## EXERCISE REQUIREMENTS
Pull every line that includes the word "through" out of the data below and copy it.

## EXCERPTED DATA

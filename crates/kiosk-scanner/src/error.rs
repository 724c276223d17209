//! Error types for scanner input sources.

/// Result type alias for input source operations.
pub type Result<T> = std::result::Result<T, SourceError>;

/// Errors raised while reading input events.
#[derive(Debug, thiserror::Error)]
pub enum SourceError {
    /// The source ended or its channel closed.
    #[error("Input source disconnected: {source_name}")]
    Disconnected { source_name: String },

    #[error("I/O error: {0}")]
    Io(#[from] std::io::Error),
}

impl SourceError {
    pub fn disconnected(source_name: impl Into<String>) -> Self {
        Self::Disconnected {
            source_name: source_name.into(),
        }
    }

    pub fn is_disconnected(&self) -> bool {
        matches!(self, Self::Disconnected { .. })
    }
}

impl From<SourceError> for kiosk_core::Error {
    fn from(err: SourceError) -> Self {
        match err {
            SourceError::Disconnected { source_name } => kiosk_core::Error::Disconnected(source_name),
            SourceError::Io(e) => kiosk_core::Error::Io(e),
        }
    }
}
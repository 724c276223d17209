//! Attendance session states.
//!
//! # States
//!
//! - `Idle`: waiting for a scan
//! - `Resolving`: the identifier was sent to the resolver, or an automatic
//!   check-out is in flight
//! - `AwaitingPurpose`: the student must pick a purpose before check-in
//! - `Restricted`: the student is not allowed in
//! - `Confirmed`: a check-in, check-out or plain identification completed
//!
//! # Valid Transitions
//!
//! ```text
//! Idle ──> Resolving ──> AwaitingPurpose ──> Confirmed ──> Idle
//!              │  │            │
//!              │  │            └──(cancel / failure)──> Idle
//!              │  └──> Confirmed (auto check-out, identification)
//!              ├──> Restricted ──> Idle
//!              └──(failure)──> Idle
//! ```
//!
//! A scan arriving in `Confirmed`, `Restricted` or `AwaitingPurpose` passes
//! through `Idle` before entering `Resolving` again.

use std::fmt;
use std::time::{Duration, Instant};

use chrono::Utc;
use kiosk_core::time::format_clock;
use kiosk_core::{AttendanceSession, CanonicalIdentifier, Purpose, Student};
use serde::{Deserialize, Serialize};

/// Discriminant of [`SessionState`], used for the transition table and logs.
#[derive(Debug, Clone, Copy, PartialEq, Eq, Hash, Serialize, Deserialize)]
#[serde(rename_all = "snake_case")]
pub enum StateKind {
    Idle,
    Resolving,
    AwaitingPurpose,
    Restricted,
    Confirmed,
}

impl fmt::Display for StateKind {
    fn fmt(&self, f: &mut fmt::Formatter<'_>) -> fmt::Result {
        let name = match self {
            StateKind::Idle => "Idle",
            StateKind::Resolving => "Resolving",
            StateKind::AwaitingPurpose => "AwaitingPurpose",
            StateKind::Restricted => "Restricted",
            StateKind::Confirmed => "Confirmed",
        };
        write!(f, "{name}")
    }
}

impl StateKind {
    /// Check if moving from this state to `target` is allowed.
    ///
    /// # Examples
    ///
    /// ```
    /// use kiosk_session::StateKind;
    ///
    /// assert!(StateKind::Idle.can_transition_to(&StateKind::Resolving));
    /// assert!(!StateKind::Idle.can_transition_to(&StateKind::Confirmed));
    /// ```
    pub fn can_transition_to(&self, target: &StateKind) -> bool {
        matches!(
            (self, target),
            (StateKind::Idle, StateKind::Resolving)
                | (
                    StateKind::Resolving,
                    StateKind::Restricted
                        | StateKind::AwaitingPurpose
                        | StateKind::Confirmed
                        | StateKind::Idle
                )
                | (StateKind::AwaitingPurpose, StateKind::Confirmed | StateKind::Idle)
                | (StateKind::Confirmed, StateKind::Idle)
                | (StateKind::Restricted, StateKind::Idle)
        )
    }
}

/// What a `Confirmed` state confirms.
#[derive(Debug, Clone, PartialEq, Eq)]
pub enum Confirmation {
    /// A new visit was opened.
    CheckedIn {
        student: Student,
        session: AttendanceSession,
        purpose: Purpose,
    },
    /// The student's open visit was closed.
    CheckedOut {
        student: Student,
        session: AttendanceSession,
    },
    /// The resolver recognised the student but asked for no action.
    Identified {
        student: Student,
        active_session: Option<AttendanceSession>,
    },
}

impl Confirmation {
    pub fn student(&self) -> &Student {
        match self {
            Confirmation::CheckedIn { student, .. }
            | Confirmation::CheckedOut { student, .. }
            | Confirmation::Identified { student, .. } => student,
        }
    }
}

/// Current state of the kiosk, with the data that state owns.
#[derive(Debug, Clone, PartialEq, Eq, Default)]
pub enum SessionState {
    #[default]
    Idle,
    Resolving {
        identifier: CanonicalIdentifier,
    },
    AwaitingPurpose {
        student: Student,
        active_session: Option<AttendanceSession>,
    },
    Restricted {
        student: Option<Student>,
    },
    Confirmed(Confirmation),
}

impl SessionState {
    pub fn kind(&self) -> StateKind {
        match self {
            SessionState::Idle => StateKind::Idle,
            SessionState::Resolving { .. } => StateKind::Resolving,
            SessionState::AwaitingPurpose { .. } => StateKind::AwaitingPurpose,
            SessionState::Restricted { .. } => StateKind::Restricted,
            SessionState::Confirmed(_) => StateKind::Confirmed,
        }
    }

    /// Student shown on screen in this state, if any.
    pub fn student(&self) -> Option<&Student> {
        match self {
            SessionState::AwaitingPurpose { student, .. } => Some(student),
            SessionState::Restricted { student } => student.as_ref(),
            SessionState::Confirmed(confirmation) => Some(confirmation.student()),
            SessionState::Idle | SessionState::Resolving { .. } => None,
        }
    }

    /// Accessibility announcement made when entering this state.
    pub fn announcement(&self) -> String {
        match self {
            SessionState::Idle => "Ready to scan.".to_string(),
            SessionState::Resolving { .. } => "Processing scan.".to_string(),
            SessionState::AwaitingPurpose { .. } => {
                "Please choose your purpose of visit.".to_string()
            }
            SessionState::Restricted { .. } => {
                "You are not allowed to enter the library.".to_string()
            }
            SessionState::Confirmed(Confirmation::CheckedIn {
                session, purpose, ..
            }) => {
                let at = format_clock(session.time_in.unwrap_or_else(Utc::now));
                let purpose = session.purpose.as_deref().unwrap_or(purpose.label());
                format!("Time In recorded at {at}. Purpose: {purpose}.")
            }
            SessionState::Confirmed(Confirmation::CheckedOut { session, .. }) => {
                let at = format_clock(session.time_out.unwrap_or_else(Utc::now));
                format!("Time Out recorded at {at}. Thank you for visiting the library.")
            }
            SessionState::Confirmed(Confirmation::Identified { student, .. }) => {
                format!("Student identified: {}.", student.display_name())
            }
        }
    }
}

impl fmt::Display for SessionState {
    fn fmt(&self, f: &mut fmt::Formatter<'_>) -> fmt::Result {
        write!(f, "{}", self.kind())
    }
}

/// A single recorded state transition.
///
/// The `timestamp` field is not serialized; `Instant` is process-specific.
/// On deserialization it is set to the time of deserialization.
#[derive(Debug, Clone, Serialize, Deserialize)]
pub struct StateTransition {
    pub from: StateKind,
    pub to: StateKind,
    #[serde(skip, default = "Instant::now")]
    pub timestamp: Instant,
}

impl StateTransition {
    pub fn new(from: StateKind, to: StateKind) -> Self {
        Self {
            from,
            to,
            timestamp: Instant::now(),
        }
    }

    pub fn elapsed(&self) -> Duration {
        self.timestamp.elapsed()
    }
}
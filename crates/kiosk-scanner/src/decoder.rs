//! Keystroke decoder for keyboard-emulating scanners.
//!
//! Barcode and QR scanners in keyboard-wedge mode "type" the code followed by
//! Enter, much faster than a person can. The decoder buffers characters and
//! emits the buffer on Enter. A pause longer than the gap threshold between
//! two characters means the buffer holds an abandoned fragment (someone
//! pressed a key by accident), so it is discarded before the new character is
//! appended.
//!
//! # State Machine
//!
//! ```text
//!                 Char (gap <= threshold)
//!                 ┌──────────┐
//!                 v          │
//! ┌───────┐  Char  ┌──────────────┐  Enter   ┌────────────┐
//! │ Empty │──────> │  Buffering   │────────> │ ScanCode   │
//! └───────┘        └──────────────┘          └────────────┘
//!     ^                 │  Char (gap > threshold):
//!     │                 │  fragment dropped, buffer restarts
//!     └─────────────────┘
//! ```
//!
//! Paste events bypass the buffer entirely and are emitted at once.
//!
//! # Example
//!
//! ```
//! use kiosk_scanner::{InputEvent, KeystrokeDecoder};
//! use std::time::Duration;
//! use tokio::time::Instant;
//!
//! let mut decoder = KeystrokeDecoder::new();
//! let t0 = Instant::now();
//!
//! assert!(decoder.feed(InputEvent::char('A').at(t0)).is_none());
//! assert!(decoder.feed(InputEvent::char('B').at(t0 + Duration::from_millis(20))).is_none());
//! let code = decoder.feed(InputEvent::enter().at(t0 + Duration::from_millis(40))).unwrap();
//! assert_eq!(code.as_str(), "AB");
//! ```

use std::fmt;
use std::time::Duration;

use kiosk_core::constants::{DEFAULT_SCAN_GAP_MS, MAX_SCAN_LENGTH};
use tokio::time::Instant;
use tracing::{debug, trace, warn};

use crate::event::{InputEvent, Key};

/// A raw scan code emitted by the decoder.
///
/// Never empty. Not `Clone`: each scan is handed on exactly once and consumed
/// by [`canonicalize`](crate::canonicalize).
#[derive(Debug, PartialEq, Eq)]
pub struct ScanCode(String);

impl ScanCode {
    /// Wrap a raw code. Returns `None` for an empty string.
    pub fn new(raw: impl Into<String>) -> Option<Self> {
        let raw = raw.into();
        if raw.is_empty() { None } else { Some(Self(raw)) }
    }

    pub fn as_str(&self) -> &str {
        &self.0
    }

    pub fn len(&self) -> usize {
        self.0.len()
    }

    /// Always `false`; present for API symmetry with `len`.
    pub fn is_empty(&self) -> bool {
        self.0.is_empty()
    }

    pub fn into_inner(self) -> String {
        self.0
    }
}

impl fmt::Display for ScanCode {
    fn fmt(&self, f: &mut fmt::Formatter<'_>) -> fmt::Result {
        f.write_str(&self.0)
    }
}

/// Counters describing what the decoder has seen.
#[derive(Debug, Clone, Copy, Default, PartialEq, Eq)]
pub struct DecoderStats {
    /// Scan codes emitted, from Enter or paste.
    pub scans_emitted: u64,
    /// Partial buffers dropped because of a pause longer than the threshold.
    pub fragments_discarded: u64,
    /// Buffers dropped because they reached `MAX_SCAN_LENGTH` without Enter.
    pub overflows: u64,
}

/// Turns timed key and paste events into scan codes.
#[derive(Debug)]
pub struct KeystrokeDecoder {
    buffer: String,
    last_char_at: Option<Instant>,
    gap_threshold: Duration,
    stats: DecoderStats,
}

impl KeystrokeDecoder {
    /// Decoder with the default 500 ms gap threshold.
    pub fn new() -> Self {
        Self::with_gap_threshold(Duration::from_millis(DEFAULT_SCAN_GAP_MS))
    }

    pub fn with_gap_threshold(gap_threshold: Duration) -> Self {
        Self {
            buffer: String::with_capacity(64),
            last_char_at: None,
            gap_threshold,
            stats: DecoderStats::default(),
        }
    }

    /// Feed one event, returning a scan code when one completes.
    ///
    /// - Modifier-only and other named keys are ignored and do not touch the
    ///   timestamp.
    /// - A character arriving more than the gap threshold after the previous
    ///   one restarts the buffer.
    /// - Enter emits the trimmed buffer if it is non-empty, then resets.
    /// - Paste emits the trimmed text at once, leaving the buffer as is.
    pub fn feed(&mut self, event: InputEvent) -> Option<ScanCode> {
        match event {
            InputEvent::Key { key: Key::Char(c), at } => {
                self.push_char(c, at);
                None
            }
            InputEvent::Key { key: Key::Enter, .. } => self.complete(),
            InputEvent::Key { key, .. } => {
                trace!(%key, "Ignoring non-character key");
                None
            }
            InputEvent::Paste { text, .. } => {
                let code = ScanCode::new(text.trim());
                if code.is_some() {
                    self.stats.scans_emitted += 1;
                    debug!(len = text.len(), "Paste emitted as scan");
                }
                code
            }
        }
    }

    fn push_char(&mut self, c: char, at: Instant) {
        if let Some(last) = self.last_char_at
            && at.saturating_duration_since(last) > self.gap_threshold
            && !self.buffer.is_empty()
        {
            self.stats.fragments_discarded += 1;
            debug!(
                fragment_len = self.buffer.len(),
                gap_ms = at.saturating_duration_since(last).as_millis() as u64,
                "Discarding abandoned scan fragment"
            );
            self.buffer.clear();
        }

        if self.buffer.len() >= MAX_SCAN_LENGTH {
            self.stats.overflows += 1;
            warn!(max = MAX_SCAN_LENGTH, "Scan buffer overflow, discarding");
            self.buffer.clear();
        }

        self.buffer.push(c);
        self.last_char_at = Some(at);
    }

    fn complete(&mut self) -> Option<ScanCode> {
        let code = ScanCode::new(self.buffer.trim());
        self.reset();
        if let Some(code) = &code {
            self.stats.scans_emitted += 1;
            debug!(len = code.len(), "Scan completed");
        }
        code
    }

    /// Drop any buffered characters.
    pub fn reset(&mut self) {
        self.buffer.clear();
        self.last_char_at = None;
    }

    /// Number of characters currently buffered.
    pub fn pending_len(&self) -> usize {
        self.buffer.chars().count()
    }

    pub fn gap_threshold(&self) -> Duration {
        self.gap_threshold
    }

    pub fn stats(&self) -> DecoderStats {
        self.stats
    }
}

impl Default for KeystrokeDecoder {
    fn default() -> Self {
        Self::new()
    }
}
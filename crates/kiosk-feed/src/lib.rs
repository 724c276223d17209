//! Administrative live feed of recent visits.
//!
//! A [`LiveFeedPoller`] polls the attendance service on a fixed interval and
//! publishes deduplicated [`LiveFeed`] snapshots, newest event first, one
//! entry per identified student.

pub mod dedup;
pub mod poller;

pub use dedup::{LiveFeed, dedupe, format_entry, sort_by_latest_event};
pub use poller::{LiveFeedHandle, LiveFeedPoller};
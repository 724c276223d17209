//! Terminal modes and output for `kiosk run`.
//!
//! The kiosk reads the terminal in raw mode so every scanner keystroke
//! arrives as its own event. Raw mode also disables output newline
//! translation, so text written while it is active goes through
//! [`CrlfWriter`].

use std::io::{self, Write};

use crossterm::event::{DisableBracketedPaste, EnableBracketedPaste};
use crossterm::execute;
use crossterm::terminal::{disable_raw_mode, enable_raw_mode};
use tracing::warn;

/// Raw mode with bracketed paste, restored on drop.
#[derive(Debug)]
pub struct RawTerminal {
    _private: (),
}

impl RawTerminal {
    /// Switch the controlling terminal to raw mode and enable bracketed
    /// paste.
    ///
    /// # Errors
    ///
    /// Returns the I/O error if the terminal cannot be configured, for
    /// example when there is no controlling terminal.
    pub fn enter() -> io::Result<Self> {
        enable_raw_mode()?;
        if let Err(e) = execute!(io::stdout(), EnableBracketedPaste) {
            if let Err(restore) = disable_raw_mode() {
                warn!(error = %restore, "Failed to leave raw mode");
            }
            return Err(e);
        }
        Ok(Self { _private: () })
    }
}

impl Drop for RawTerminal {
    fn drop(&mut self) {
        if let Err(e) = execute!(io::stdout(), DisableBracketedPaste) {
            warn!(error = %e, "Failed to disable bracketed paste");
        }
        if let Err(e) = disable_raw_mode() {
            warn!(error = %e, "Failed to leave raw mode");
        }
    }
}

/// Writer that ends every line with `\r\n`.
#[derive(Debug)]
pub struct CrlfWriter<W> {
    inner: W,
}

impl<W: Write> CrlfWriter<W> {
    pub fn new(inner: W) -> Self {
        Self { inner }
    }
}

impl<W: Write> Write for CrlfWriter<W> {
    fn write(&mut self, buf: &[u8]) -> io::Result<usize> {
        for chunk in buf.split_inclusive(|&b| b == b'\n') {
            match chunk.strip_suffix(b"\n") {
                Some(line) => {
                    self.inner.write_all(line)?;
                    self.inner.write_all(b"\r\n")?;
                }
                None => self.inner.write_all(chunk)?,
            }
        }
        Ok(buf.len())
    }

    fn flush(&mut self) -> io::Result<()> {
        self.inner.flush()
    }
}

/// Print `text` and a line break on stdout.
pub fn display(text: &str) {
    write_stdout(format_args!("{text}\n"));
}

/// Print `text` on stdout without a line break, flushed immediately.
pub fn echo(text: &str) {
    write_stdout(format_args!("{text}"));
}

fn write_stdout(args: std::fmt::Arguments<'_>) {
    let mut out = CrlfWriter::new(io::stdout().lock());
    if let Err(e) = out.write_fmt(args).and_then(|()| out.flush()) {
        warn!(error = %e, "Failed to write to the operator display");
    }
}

## EXERCISE OUTPUT
//! through `Idle` before entering `Resolving` again.
//! translation, so text written while it is active goes through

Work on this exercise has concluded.